The courtroom became the venue for the Kesteven quarter session hearings, alternating with Sleaford, from an early stage. The building also became the home for the local horse-drawn fire engine in 1890 and the clock in the clock tower was illuminated by gas light from 1900. The clock tower was destroyed in a serious fire on 31 October 1933, and rather than replacing the clock tower, civic leaders decided to install a new clock within the pediment at the top of the building. The fire service itself relocated from the town hall to South Street in 1946.

The town hall served as the headquarters of Bourne Urban District Council for much of the 20th century but ceased to be the local seat of government when the enlarged South Kesteven District Council was formed in 1974. Instead, it became the regular meeting place of Bourne Town Council which was formed at that time. The courtroom was redesigned to create a larger waiting area in 1974 and an extension at the rear of the building was completed in 1992.

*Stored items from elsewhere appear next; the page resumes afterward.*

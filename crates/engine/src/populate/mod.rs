//! Sheet populators. Each one turns the compile plan into one [`TemplateSheet`].
//!
//! [`TemplateSheet`]: tabform_core::TemplateSheet

pub mod checks;
pub mod data;
pub mod reference;

use tabform_config::TemplateOptions;
use tabform_core::{RecordRow, Resource};

use crate::formula::ColumnFormulaSet;
use crate::layout::LayoutPlan;
use crate::reference::ReferencePlan;
use crate::styles::Palette;

pub const ERROR_SHEET: &str = "e1";
pub const REQUIRED_SHEET: &str = "r1";

/// Row height of one extra line of text.
pub const LINE_HEIGHT: f64 = 15.0;

/// Everything a populator reads.
pub struct Context<'a> {
    pub plan: &'a LayoutPlan,
    pub formulas: &'a [ColumnFormulaSet],
    pub reference: &'a ReferencePlan,
    pub resource: &'a Resource,
    pub options: &'a TemplateOptions,
    pub records: &'a [RecordRow],
    pub data_sheet: &'a str,
    pub palette: Palette,
}

impl Context<'_> {
    pub fn lang(&self) -> &str {
        &self.options.language
    }
}
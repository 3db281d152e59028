// File I/O operations

pub mod error;
pub mod upload;
pub mod xlsx;
pub mod xlsx_validation;

pub use error::{UploadError, WriteError};
pub use upload::{read_upload, read_upload_bytes, Upload, UploadValue, UploadedRecord, UploadedRow, UploadedSheet};
pub use xlsx::{template_to_buffer, write_template, WriteSummary};
/// A cell as read from the upload.
#[derive(Debug, Clone, PartialEq)]
pub enum UploadValue {
    Empty,
    Text(String),
    Number(f64),
    Bool(bool),
    /// Serial date number from a date-formatted cell
    DateTime(f64),
}

impl UploadValue {
    pub fn is_empty(&self) -> bool {
        match self {
            UploadValue::Empty => true,
            UploadValue::Text(s) => s.trim().is_empty(),
            _ => false,
        }
    }
}

impl From<&Data> for UploadValue {
    fn from(data: &Data) -> Self {
        match data {
            Data::Empty => UploadValue::Empty,
            Data::String(s) => UploadValue::Text(s.clone()),
            Data::Float(n) => UploadValue::Number(*n),
            Data::Int(n) => UploadValue::Number(*n as f64),
            Data::Bool(b) => UploadValue::Bool(*b),
            Data::DateTime(dt) => UploadValue::DateTime(dt.as_f64()),
            Data::DateTimeIso(s) | Data::DurationIso(s) => UploadValue::Text(s.clone()),
            Data::Error(e) => UploadValue::Text(e.to_string()),
        }
    }
}

/// One non-blank data row.
#[derive(Debug, Clone, PartialEq)]
pub struct UploadedRow {
    /// Spreadsheet row number (1-based)
    pub number: u32,
    /// One value per code-row column
    pub cells: Vec<UploadValue>,
}

/// First sheet of an uploaded template.
#[derive(Debug, Clone, PartialEq)]
pub struct UploadedSheet {
    pub sheet_name: String,
    /// Template version from A3
    pub version: String,
    /// Resource id from B3
    pub resource_id: String,
    /// Field ids from C3 onward, trailing blanks removed
    pub column_ids: Vec<String>,
    pub rows: Vec<UploadedRow>,
}

/// A record decoded from one data row.
#[derive(Debug, Clone, PartialEq)]
pub struct UploadedRecord {
    /// Spreadsheet row number, for error messages
    pub row: u32,
    pub record: RecordRow,
}

/// Records ready for the store, with the write mode the template implies.
#[derive(Debug, Clone, PartialEq)]
pub struct Upload {
    pub mode: WriteMode,
    pub records: Vec<UploadedRecord>,
}

/// Read the first sheet of an uploaded workbook (xlsx, xls, xlsb or ods).
pub fn read_upload(path: &Path) -> Result<UploadedSheet, UploadError> {
    let mut workbook = open_workbook_auto(path).map_err(|e| UploadError::Open(e.to_string()))?;
    read_first_sheet(&mut workbook)
}

/// Read the first sheet of an uploaded XLSX held in memory.
pub fn read_upload_bytes(bytes: &[u8]) -> Result<UploadedSheet, UploadError> {
    let mut workbook: Xlsx<Cursor<&[u8]>> = open_workbook_from_rs(Cursor::new(bytes)).map_err(|e: calamine::XlsxError| UploadError::Open(e.to_string()))?;
    read_first_sheet(&mut workbook)
}

fn read_first_sheet<RS, R>(workbook: &mut R) -> Result<UploadedSheet, UploadError>
where
    RS: Read + Seek,
    R: Reader<RS>,
    R::Error: std::fmt::Display,
{
    let sheet_name = workbook.sheet_names().into_iter().next().ok_or(UploadError::NoSheets)?;
    let range = workbook
        .worksheet_range(&sheet_name)
        .map_err(|e| UploadError::Open(format!("failed to read sheet '{}': {}", sheet_name, e)))?;
    let sheet = parse_sheet(sheet_name, &range);
    info!(
        sheet = %sheet.sheet_name,
        resource = %sheet.resource_id,
        columns = sheet.column_ids.len(),
        rows = sheet.rows.len(),
        "read upload"
    );
    Ok(sheet)
}

fn value_at(range: &Range<Data>, row: u32, col: u16) -> UploadValue {
    range
        .get_value((row, col as u32))
        .map(UploadValue::from)
        .unwrap_or(UploadValue::Empty)
}

fn code_text(range: &Range<Data>, col: u16) -> String {
    match value_at(range, CODE_ROW, col) {
        UploadValue::Text(s) => s.trim().to_string(),
        UploadValue::Number(n) | UploadValue::DateTime(n) => number_text(n),
        UploadValue::Bool(b) => b.to_string().to_uppercase(),
        UploadValue::Empty => String::new(),
    }
}

fn parse_sheet(sheet_name: String, range: &Range<Data>) -> UploadedSheet {
    let (end_row, end_col) = range.end().unwrap_or((0, 0));

    let mut column_ids: Vec<String> = (FIRST_FIELD_COL as u32..=end_col)
        .map(|col| code_text(range, col as u16))
        .collect();
    // styled but empty columns can extend the used range
    while column_ids.last().is_some_and(|id| id.is_empty()) {
        column_ids.pop();
    }

    let mut rows = Vec::new();
    for row in DATA_FIRST_ROW..=end_row {
        let cells: Vec<UploadValue> = (0..column_ids.len())
            .map(|i| value_at(range, row, FIRST_FIELD_COL + i as u16))
            .collect();
        if cells.iter().all(UploadValue::is_empty) {
            continue;
        }
        rows.push(UploadedRow { number: row + 1, cells });
    }

    UploadedSheet {
        sheet_name,
        version: code_text(range, STATUS_COL),
        resource_id: code_text(range, PAD_COL),
        column_ids,
        rows,
    }
}

impl UploadedSheet {
    /// Verify the code row against `resource_id` and `schema` and pick the
    /// write mode: a leading `_id` column means update, a primary key means
    /// upsert, anything else inserts.
    pub fn check(&self, resource_id: &str, schema: &SchemaSet) -> Result<WriteMode, UploadError> {
        if self.version.is_empty() {
            return Err(UploadError::NotATemplate);
        }
        if self.resource_id != resource_id {
            return Err(UploadError::WrongResource(self.resource_id.clone()));
        }
        let (update, ids) = self.split_row_id();
        let expected = schema.column_ids(false);
        if self.version != TEMPLATE_VERSION || ids != expected.as_slice() {
            return Err(UploadError::OutOfDate {
                expected,
                found: self.column_ids.clone(),
            });
        }
        let mode = if update {
            WriteMode::Update
        } else if schema.has_primary_key() {
            WriteMode::Upsert
        } else {
            WriteMode::Insert
        };
        debug!(%mode, "upload matches schema");
        Ok(mode)
    }

    /// Typed records, one per non-blank row, in sheet order.
    pub fn records(&self, schema: &SchemaSet) -> Result<Vec<UploadedRecord>, UploadError> {
        let row_id = FieldSpec::new(ROW_ID_FIELD, FormatKind::Integer);
        let fields = self
            .column_ids
            .iter()
            .map(|id| match schema.field(id) {
                Some(field) => Ok(field),
                None if id == ROW_ID_FIELD => Ok(&row_id),
                None => Err(UploadError::OutOfDate {
                    expected: schema.column_ids(false),
                    found: self.column_ids.clone(),
                }),
            })
            .collect::<Result<Vec<&FieldSpec>, UploadError>>()?;

        let mut records = Vec::with_capacity(self.rows.len());
        for row in &self.rows {
            let mut record = RecordRow::new();
            for (field, value) in fields.iter().zip(&row.cells) {
                if value.is_empty() {
                    continue;
                }
                let json = decode_value(field, value).map_err(|message| UploadError::Value {
                    row: row.number,
                    field: field.id.clone(),
                    message,
                })?;
                record.insert(field.id.clone(), json);
            }
            records.push(UploadedRecord {
                row: row.number,
                record,
            });
        }
        if records.is_empty() {
            return Err(UploadError::Empty);
        }
        Ok(records)
    }

    /// [`check`](Self::check) then [`records`](Self::records).
    pub fn decode(&self, resource_id: &str, schema: &SchemaSet) -> Result<Upload, UploadError> {
        let mode = self.check(resource_id, schema)?;
        let records = self.records(schema)?;
        info!(%mode, records = records.len(), "decoded upload");
        Ok(Upload { mode, records })
    }

    fn split_row_id(&self) -> (bool, &[String]) {
        match self.column_ids.split_first() {
            Some((first, rest)) if first == ROW_ID_FIELD => (true, rest),
            _ => (false, &self.column_ids),
        }
    }
}

/// Integers print without a decimal point.
fn number_text(n: f64) -> String {
    if n.fract() == 0.0 && n.abs() < 1e15 {
        format!("{}", n as i64)
    } else {
        format!("{}", n)
    }
}

fn number_json(n: f64) -> Value {
    if n.fract() == 0.0 && n.abs() < 1e15 {
        Value::from(n as i64)
    } else {
        Value::from(n)
    }
}

fn plain_text(value: &UploadValue) -> String {
    match value {
        UploadValue::Empty => String::new(),
        UploadValue::Text(s) => s.trim().to_string(),
        UploadValue::Number(n) | UploadValue::DateTime(n) => number_text(*n),
        UploadValue::Bool(b) => (if *b { "TRUE" } else { "FALSE" }).to_string(),
    }
}

fn decode_value(field: &FieldSpec, value: &UploadValue) -> Result<Value, String> {
    match field.kind {
        FormatKind::Text => Ok(Value::String(plain_text(value))),
        FormatKind::Integer | FormatKind::Numeric | FormatKind::Money => match value {
            UploadValue::Number(n) | UploadValue::DateTime(n) => Ok(number_json(*n)),
            UploadValue::Text(s) => s
                .trim()
                .replace(',', "")
                .parse::<f64>()
                .ok()
                .filter(|n| n.is_finite())
                .map(number_json)
                .ok_or_else(|| format!("\"{}\" is not a number", s.trim())),
            other => Err(format!("\"{}\" is not a number", plain_text(other))),
        },
        FormatKind::Boolean => match value {
            UploadValue::Bool(b) => Ok(Value::Bool(*b)),
            UploadValue::Text(s) if s.trim().eq_ignore_ascii_case("true") => Ok(Value::Bool(true)),
            UploadValue::Text(s) if s.trim().eq_ignore_ascii_case("false") => Ok(Value::Bool(false)),
            other => Err(format!("\"{}\" is not TRUE or FALSE", plain_text(other))),
        },
        FormatKind::Date => match value {
            UploadValue::Number(n) | UploadValue::DateTime(n) => from_excel_serial(*n)
                .map(|ts| Value::String(ts.format("%Y-%m-%d").to_string()))
                .ok_or_else(|| format!("{} is not a date", number_text(*n))),
            UploadValue::Text(s) => parse_timestamp(s)
                .map(|ts| Value::String(ts.format("%Y-%m-%d").to_string()))
                .ok_or_else(|| format!("\"{}\" is not a date (YYYY-MM-DD)", s.trim())),
            other => Err(format!("\"{}\" is not a date", plain_text(other))),
        },
        FormatKind::Timestamp => match value {
            UploadValue::Number(n) | UploadValue::DateTime(n) => from_excel_serial(*n)
                .map(|ts| Value::String(ts.format("%Y-%m-%d %H:%M:%S").to_string()))
                .ok_or_else(|| format!("{} is not a timestamp", number_text(*n))),
            UploadValue::Text(s) => parse_timestamp(s)
                .map(|ts| Value::String(ts.format("%Y-%m-%d %H:%M:%S").to_string()))
                .ok_or_else(|| format!("\"{}\" is not a timestamp (YYYY-MM-DD hh:mm:ss)", s.trim())),
            other => Err(format!("\"{}\" is not a timestamp", plain_text(other))),
        },
        FormatKind::Choice => Ok(Value::String(choice_key(field, &plain_text(value)))),
        FormatKind::MultiChoice => {
            let text = plain_text(value);
            let keys = text
                .split(',')
                .map(str::trim)
                .filter(|k| !k.is_empty())
                .map(|k| Value::String(k.to_string()))
                .collect();
            Ok(Value::Array(keys))
        }
    }
}

/// Reduce a full-text `key: value` choice to its key.
fn choice_key(field: &FieldSpec, text: &str) -> String {
    let Some(choices) = field.choice_list() else {
        return text.to_string();
    };
    if choices.value(text).is_some() {
        return text.to_string();
    }
    match text.split_once(':') {
        Some((key, _)) if choices.value(key.trim()).is_some() => key.trim().to_string(),
        _ => text.to_string(),
    }
}
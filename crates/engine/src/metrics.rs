//! Text width estimates in spreadsheet column units.
//!
//! The first 20 characters of a line count 1.3 units each and every
//! character after that counts 1.0. The estimate is tuned for the default
//! proportional font; it only has to be close enough that headings and
//! reference notes don't get clipped.

/// Characters charged at the wide rate.
const WIDE_CHARS: usize = 20;
const WIDE_MULTIPLE: f64 = 1.3;
const NARROW_MULTIPLE: f64 = 1.0;

/// Width of the wide segment: `WIDE_CHARS * WIDE_MULTIPLE`.
const WIDE_WIDTH: f64 = WIDE_CHARS as f64 * WIDE_MULTIPLE;

/// Estimated width of a single line of `length` characters.
pub fn estimate_width_from_length(length: usize) -> f64 {
    let wide = length.min(WIDE_CHARS);
    let narrow = length - wide;
    wide as f64 * WIDE_MULTIPLE + narrow as f64 * NARROW_MULTIPLE
}

/// Estimated width of `text`: the widest of its lines.
pub fn estimate_width(text: &str) -> f64 {
    text.split('\n')
        .map(|line| estimate_width_from_length(line.chars().count()))
        .fold(0.0, f64::max)
}

/// Characters that fit on one line of a column `width` units wide.
pub fn chars_for_width(width: f64) -> usize {
    // small epsilon so exact widths (26.0 -> 20) don't round down
    let chars = if width <= WIDE_WIDTH {
        (width / WIDE_MULTIPLE + 1e-9).floor()
    } else {
        ((width - WIDE_WIDTH) / NARROW_MULTIPLE + 1e-9).floor() + WIDE_CHARS as f64
    };
    chars.max(1.0) as usize
}

/// Word-wrap each line of `text` to fit `width`, joining the result with `\n`.
///
/// Text that already fits is returned unchanged. Words are only broken when a
/// single word is longer than a whole line.
pub fn wrap(text: &str, width: f64) -> String {
    if estimate_width(text) <= width {
        return text.to_string();
    }
    let limit = chars_for_width(width);
    text.split('\n')
        .map(|line| wrap_line(line, limit))
        .collect::<Vec<_>>()
        .join("\n")
}

fn wrap_line(line: &str, limit: usize) -> String {
    let mut lines: Vec<String> = Vec::new();
    let mut current = String::new();
    let mut current_len = 0;

    for word in line.split_whitespace() {
        let mut word: Vec<char> = word.chars().collect();
        // break words that can never fit
        while word.len() > limit {
            if current_len > 0 {
                lines.push(std::mem::take(&mut current));
                current_len = 0;
            }
            let rest = word.split_off(limit);
            lines.push(word.into_iter().collect());
            word = rest;
        }
        if word.is_empty() {
            continue;
        }
        let needed = if current_len == 0 { word.len() } else { current_len + 1 + word.len() };
        if needed > limit && current_len > 0 {
            lines.push(std::mem::take(&mut current));
            current_len = 0;
        }
        if current_len > 0 {
            current.push(' ');
            current_len += 1;
        }
        current.extend(word.iter());
        current_len += word.len();
    }
    if current_len > 0 || lines.is_empty() {
        lines.push(current);
    }
    lines.join("\n")
}

#[cfg(test)]
mod tests {
    use super::*;
    use proptest::prelude::*;

    #[test]
    fn width_segments() {
        assert_eq!(estimate_width_from_length(0), 0.0);
        assert!((estimate_width_from_length(10) - 13.0).abs() < 1e-9);
        assert!((estimate_width_from_length(20) - 26.0).abs() < 1e-9);
        assert!((estimate_width_from_length(30) - 36.0).abs() < 1e-9);
    }

    #[test]
    fn widest_line_wins() {
        assert!((estimate_width("ab\nabcdefghij") - 13.0).abs() < 1e-9);
        assert_eq!(estimate_width(""), 0.0);
    }

    #[test]
    fn chars_invert_width() {
        assert_eq!(chars_for_width(26.0), 20);
        assert_eq!(chars_for_width(13.0), 10);
        assert_eq!(chars_for_width(36.0), 30);
        assert_eq!(chars_for_width(114.0), 108);
        assert_eq!(chars_for_width(0.5), 1);
    }

    #[test]
    fn wraps_at_word_boundaries() {
        let wrapped = wrap("the quick brown fox jumps over the lazy dog", 13.0);
        assert_eq!(wrapped, "the quick\nbrown fox\njumps over\nthe lazy\ndog");
    }

    #[test]
    fn keeps_existing_lines() {
        let wrapped = wrap("short\nthe quick brown fox jumps", 13.0);
        assert_eq!(wrapped, "short\nthe quick\nbrown fox\njumps");
    }

    #[test]
    fn splits_overlong_words() {
        assert_eq!(wrap("abcdefghijklmnop", 6.5), "abcde\nfghij\nklmno\np");
    }

    proptest! {
        #[test]
        fn text_within_width_is_unchanged(s in "[a-z ]{0,60}") {
            let width = estimate_width(&s);
            prop_assert_eq!(wrap(&s, width), s);
        }

        #[test]
        fn wrapped_lines_fit(words in prop::collection::vec("[a-z]{1,12}", 1..20), width in 16.0f64..60.0) {
            let text = words.join(" ");
            let wrapped = wrap(&text, width);
            let limit = chars_for_width(width);
            for line in wrapped.split('\n') {
                prop_assert!(line.chars().count() <= limit);
            }
            // same words in the same order
            let rejoined: Vec<&str> = wrapped.split_whitespace().collect();
            prop_assert_eq!(rejoined, words.iter().map(String::as_str).collect::<Vec<_>>());
        }
    }
}
//! Style overrides
//!
//! Each override only touches the attributes it sets; the template's default
//! palette fills in everything else.
//!
//! ```toml
//! [styles.header]
//! fill = "#1F4E79"
//! font_color = "FFFFFF"
//!
//! [styles.error]
//! fill = "FF0000"
//! ```

use serde::{Deserialize, Serialize};
use tabform_core::StyleSpec;

use crate::error::OptionsError;

/// Overrides for one named style.
#[derive(Debug, Clone, Default, PartialEq, Eq, Serialize, Deserialize)]
#[serde(default, deny_unknown_fields)]
pub struct StyleOverride {
    #[serde(skip_serializing_if = "Option::is_none")]
    pub fill: Option<String>,
    #[serde(skip_serializing_if = "Option::is_none")]
    pub font_color: Option<String>,
    #[serde(skip_serializing_if = "Option::is_none")]
    pub bold: Option<bool>,
    #[serde(skip_serializing_if = "Option::is_none")]
    pub font_size: Option<u16>,
    #[serde(skip_serializing_if = "Option::is_none")]
    pub underline: Option<bool>,
    #[serde(skip_serializing_if = "Option::is_none")]
    pub wrap: Option<bool>,
}

impl StyleOverride {
    pub fn is_empty(&self) -> bool {
        self == &Self::default()
    }

    /// Apply the set attributes on top of `base`. `name` is only used in errors.
    pub fn apply(&self, name: &str, mut base: StyleSpec) -> Result<StyleSpec, OptionsError> {
        if let Some(fill) = &self.fill {
            base.fill = Some(parse_color(name, fill)?);
        }
        if let Some(color) = &self.font_color {
            base.font_color = Some(parse_color(name, color)?);
        }
        if let Some(bold) = self.bold {
            base.bold = bold;
        }
        if let Some(size) = self.font_size {
            base.font_size = Some(size);
        }
        if let Some(underline) = self.underline {
            base.underline = underline;
        }
        if let Some(wrap) = self.wrap {
            base.wrap = wrap;
        }
        Ok(base)
    }
}

/// Overrides for the user-facing styles of a template.
#[derive(Debug, Clone, Default, PartialEq, Eq, Serialize, Deserialize)]
#[serde(default, deny_unknown_fields)]
pub struct StyleConfig {
    /// Dark band along the sheet edges.
    pub edge: StyleOverride,
    /// Banner with the resource name.
    pub header: StyleOverride,
    pub column_heading: StyleOverride,
    pub example: StyleOverride,
    /// Highlight for invalid cells.
    pub error: StyleOverride,
    /// Highlight for missing required values.
    pub required: StyleOverride,
}

impl StyleConfig {
    pub fn entries(&self) -> [(&'static str, &StyleOverride); 6] {
        [
            ("edge", &self.edge),
            ("header", &self.header),
            ("column_heading", &self.column_heading),
            ("example", &self.example),
            ("error", &self.error),
            ("required", &self.required),
        ]
    }

    pub fn get(&self, name: &str) -> Option<&StyleOverride> {
        self.entries().into_iter().find(|(n, _)| *n == name).map(|(_, o)| o)
    }

    pub fn validate(&self) -> Result<(), OptionsError> {
        for (name, o) in self.entries() {
            o.apply(name, StyleSpec::default())?;
        }
        Ok(())
    }
}

/// Parse `RRGGBB` or `#RRGGBB` to `0xRRGGBB`.
pub fn hex_to_rgb(hex: &str) -> Option<u32> {
    let hex = hex.trim().trim_start_matches('#');
    if hex.len() != 6 || !hex.chars().all(|c| c.is_ascii_hexdigit()) {
        return None;
    }
    u32::from_str_radix(hex, 16).ok()
}

fn parse_color(style: &str, value: &str) -> Result<u32, OptionsError> {
    hex_to_rgb(value).ok_or_else(|| OptionsError::Color {
        style: style.to_string(),
        value: value.to_string(),
    })
}

#[cfg(test)]
mod tests {
    use super::*;

    #[test]
    fn hex_parsing() {
        assert_eq!(hex_to_rgb("#336B87"), Some(0x336B87));
        assert_eq!(hex_to_rgb("c00000"), Some(0xC00000));
        assert_eq!(hex_to_rgb("fff"), None);
        assert_eq!(hex_to_rgb("+12345"), None);
    }

    #[test]
    fn override_only_touches_set_fields() {
        let base = StyleSpec::new().fill(0x90AFC5).bold().font_size(16);
        let o = StyleOverride {
            fill: Some("#000000".into()),
            bold: Some(false),
            ..Default::default()
        };
        let styled = o.apply("header", base).unwrap();
        assert_eq!(styled.fill, Some(0));
        assert!(!styled.bold);
        assert_eq!(styled.font_size, Some(16));
    }

    #[test]
    fn bad_color_names_the_style() {
        let o = StyleOverride {
            font_color: Some("blue".into()),
            ..Default::default()
        };
        let err = o.apply("error", StyleSpec::default()).unwrap_err();
        assert_eq!(err.to_string(), "style 'error': invalid color 'blue' (expected RRGGBB hex)");
    }
}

Magistrates' court hearings in Bourne were withdrawn by Her Majesty's Courts Service in 2008 and the building fell completely vacant after South Kesteven District Council relocated its remaining locally based staff to the new South Kesteven Community Point in the Corn Exchange at Abbey Road in 2014. Bourne Town Council also began using the South Kesteven Community Point as their meeting place at that time. In March 2018 ownership of the building passed to a new entity, Bourne Town Hall Trust, a charity which is raising funds to restore the building, re-instate the clock tower (together with the original clock and bell) and convert the building into an accessible arts centre for the local community, which would also feature an 80 seat auditorium in the former courtroom.

In early 2025, a grant of £3.3 million was awarded for restoration work, including restoring the clock tower. Bourne United Charities provided further funding to the trust. Work began in early 2026, and is expected to be completed in spring 2027.